Un papel pegado a un árbol le
llamó la atención. Se colocó las gafas en la misma punta de la nariz, siempre
las llevaba colgadas sobre su pecho y leyó las letras grandes: Feria del Libro.
Para la letra pequeña necesitaba limpiar los cristales y del bolsillo izquierdo
de su pantalón sacó un pañuelo blanco, las empañó con su aliento y las frotó.
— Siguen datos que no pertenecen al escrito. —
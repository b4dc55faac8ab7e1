use std::collections::HashMap;
use std::sync::Arc;
use std::time::Duration;

use async_trait::async_trait;
use bytes::Bytes;
use http::Request;
use http::header::{CONNECTION, HOST};
use http_body_util::{BodyExt, Full};
use hyper::client::conn::http1::{self, SendRequest};
use hyper_util::rt::TokioIo;
use tracing::debug;

use crate::args::LoadArgs;
use crate::config::RunConfig;
use crate::error::{AppError, AppResult, HttpError};
use crate::metrics::WorkerCounters;

use super::conn::InstrumentedStream;
use super::dial::dial;
use super::target::TargetUrl;

/// Connection header sent when keep-alive is on.
const KEEP_ALIVE: &str = "keep-alive";
/// Connection header sent when keep-alive is off.
const CLOSE: &str = "close";

/// Transport knobs shared by every client's executor.
#[derive(Debug, Clone, Copy)]
pub struct TransportSettings {
    pub connect_timeout: Duration,
    pub read_timeout: Duration,
    pub write_timeout: Duration,
    pub reuse_connections: bool,
}

impl TransportSettings {
    #[must_use]
    pub const fn from_args(args: &LoadArgs) -> Self {
        Self {
            connect_timeout: args.connect_timeout,
            read_timeout: args.read_timeout,
            write_timeout: args.write_timeout,
            reuse_connections: args.reuse_connections,
        }
    }
}

/// One classified request attempt.
#[derive(Debug)]
pub enum AttemptOutcome {
    /// A response was received and its body fully drained.
    Status(u16),
    /// Transport or body-drain failure; final for this attempt, no retry.
    Failed(HttpError),
}

/// Capability to run one HTTP-shaped request against a target.
///
/// A `Failed` outcome is a classified per-request failure that the caller
/// absorbs into its counters. An `Err` return is an unexpected defect and
/// fatal to the whole run.
#[async_trait]
pub trait RequestExecutor {
    async fn execute(&mut self, target: &TargetUrl) -> AppResult<AttemptOutcome>;
}

/// HTTP/1.1 executor over instrumented connections.
///
/// Every dialed stream is decorated with the owning client's counters before
/// the handshake, so request and response bytes are accounted at the wire.
/// With connection reuse enabled, send handles are cached per authority and
/// used while they stay open; a closed handle triggers a fresh dial, which is
/// connection management rather than a retry - each request is attempted
/// exactly once.
pub struct HyperExecutor {
    config: Arc<RunConfig>,
    settings: TransportSettings,
    counters: Arc<WorkerCounters>,
    connections: HashMap<String, SendRequest<Full<Bytes>>>,
}

impl HyperExecutor {
    #[must_use]
    pub fn new(
        config: Arc<RunConfig>,
        settings: TransportSettings,
        counters: Arc<WorkerCounters>,
    ) -> Self {
        Self {
            config,
            settings,
            counters,
            connections: HashMap::new(),
        }
    }

    async fn checkout(&mut self, target: &TargetUrl) -> Result<SendRequest<Full<Bytes>>, HttpError> {
        if self.settings.reuse_connections
            && let Some(mut sender) = self.connections.remove(target.authority())
        {
            if sender.ready().await.is_ok() {
                return Ok(sender);
            }
            debug!("Cached connection to {} was closed", target.authority());
        }
        self.connect(target).await
    }

    async fn connect(&self, target: &TargetUrl) -> Result<SendRequest<Full<Bytes>>, HttpError> {
        let stream = dial(target, self.settings.connect_timeout).await?;
        let stream = InstrumentedStream::new(
            stream,
            Arc::clone(&self.counters),
            self.settings.read_timeout,
            self.settings.write_timeout,
        );
        let (sender, connection) =
            http1::handshake(TokioIo::new(stream))
                .await
                .map_err(|err| HttpError::Handshake {
                    authority: target.authority().to_owned(),
                    source: err,
                })?;

        let authority = target.authority().to_owned();
        tokio::spawn(async move {
            if let Err(err) = connection.await {
                debug!("Connection to {} ended: {}", authority, err);
            }
        });

        Ok(sender)
    }

    fn build_request(&self, target: &TargetUrl) -> AppResult<Request<Full<Bytes>>> {
        let connection_header = if self.config.keep_alive() {
            KEEP_ALIVE
        } else {
            CLOSE
        };
        Request::builder()
            .method(self.config.method().clone())
            .uri(target.path_and_query())
            .header(HOST, target.host_header())
            .header(CONNECTION, connection_header)
            .body(Full::new(self.config.body().clone()))
            .map_err(|err| AppError::http(HttpError::BuildRequest { source: err }))
    }
}

#[async_trait]
impl RequestExecutor for HyperExecutor {
    async fn execute(&mut self, target: &TargetUrl) -> AppResult<AttemptOutcome> {
        let request = self.build_request(target)?;

        let mut sender = match self.checkout(target).await {
            Ok(sender) => sender,
            Err(err) => return Ok(AttemptOutcome::Failed(err)),
        };

        let response = match sender.send_request(request).await {
            Ok(response) => response,
            Err(err) => return Ok(AttemptOutcome::Failed(HttpError::Request { source: err })),
        };

        let (parts, mut body) = response.into_parts();
        while let Some(frame) = body.frame().await {
            if let Err(err) = frame {
                return Ok(AttemptOutcome::Failed(HttpError::Drain { source: err }));
            }
        }

        if self.settings.reuse_connections {
            self.connections
                .insert(target.authority().to_owned(), sender);
        }

        Ok(AttemptOutcome::Status(parts.status.as_u16()))
    }
}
Era una acción que ejecutaba cada día. La Feria no estaba lejos de su
casa.
Le gustaban los libros. Era
aún muy temprano, después del paseo, iría al Centro de Mayores para desayunar,
luego echaría una partidita de cartas con los amigos, hablarían de política y
discutirían de fútbol. Y como no tenía nada mejor que hacer, después de comer,
hoy tocaba cocido madrileño completo, se iría a su casa y tras su media hora de
siesta, allá a las seis de la tarde se acercaría a las casetas llenas de libros
y de escritores. En cada caseta se pararía, aunque no pensaba comprar ni un
solo libro. Ya tenía bastantes en su casa.
Todo salió como tenía
programado, salvo que regresó a casa con más de media docena de ejemplares a
los que no se pudo resistir: una novela histórica, otra romántica, otra de
terror, otra de ciencia ficción, de aventura, negra, gótica y por último novela
erótica, aunque dejó bien claro que era para un amigo suyo.